O primeiro-ministro da Groenlândia, Jens-Frederik Nielsen, declarou nesta quarta-feira que o aumento da vigilância no Ártico é uma prioridade urgente. A afirmação ocorreu durante um encontro oficial em Paris, onde se reuniu com lideranças da Dinamarca e da França para discutir o cenário geopolítico atual.
A região vive um momento de tensão após o interesse dos Estados Unidos em assumir o controle da ilha, que é território dinamarquês. Nielsen destacou que, embora existam linhas vermelhas que não podem ser ultrapassadas nas negociações com Washington, a segurança local precisa ser ampliada para conter ameaças externas.

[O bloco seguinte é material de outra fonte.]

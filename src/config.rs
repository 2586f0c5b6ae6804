//! Settings for pathwise
//!
//! All tunable policy lives in one TOML file. Every field has a default,
//! so an absent file or a partial one is fine.

use serde::{Deserialize, Serialize};
use std::path::{Path, PathBuf};
use tracing::debug;

use crate::analytics::AnalyticsConfig;
use crate::error::ConfigError;
use crate::profile::ProfilePolicy;
use crate::ranking::RankingConfig;

/// Directory holding pathwise settings
pub const CONFIG_DIR: &str = ".pathwise";

/// Settings file name inside [`CONFIG_DIR`]
pub const CONFIG_FILE: &str = "config.toml";

/// Complete settings
#[derive(Debug, Clone, Default, PartialEq, Serialize, Deserialize)]
#[serde(default)]
pub struct Settings {
    pub profile: ProfilePolicy,
    pub ranking: RankingConfig,
    pub analytics: AnalyticsConfig,
}

impl Settings {
    /// Check value ranges the type system cannot express
    pub fn validate(&self) -> Result<(), ConfigError> {
        self.ranking.validate()
    }
}

/// Parse and validate settings text
pub fn parse_settings(content: &str) -> Result<Settings, ConfigError> {
    let settings: Settings = toml::from_str(content)?;
    settings.validate()?;
    Ok(settings)
}

/// Load settings from file, falling back to defaults when it does not exist
pub fn load_settings(config_path: &Path) -> Result<Settings, ConfigError> {
    if !config_path.exists() {
        debug!("No settings at {}, using defaults", config_path.display());
        return Ok(Settings::default());
    }

    let content = std::fs::read_to_string(config_path)?;
    parse_settings(&content)
}

/// Locate the settings file
///
/// Checks `.pathwise/config.toml` in the current directory first, then in
/// the home directory. Returns `None` if neither exists.
pub fn find_settings_file() -> Option<PathBuf> {
    let cwd = std::env::current_dir().ok();
    find_settings_in(cwd.as_deref(), dirs::home_dir().as_deref())
}

fn find_settings_in(project_dir: Option<&Path>, home_dir: Option<&Path>) -> Option<PathBuf> {
    [project_dir, home_dir]
        .into_iter()
        .flatten()
        .map(|dir| dir.join(CONFIG_DIR).join(CONFIG_FILE))
        .find(|path| path.exists())
}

O contexto de pressão internacional é agravado pela postura militar da Rússia na Europa e no Ártico. Segundo o primeiro-ministro, a população local manifesta receio com a instabilidade, o que torna necessário estabelecer acordos que garantam a soberania e a proteção dos cidadãos groenlandeses.
A primeira-ministra da Dinamarca, Mette Frederiksen, reforçou a necessidade de uma Europa mais forte e unida diante das mudanças na ordem mundial. Ela destacou que a união transatlântica é fundamental, alertando que o avanço russo em conflitos como o da Ucrânia pode ter consequências em outras áreas estratégicas.
As discussões entre Groenlândia, Dinamarca e Estados Unidos devem continuar nos próximos dias para buscar uma solução diplomática. O governo francês, representado por Emmanuel Macron, atua como um mediador no fortalecimento do apoio europeu à autonomia do território ártico e à estabilidade da região.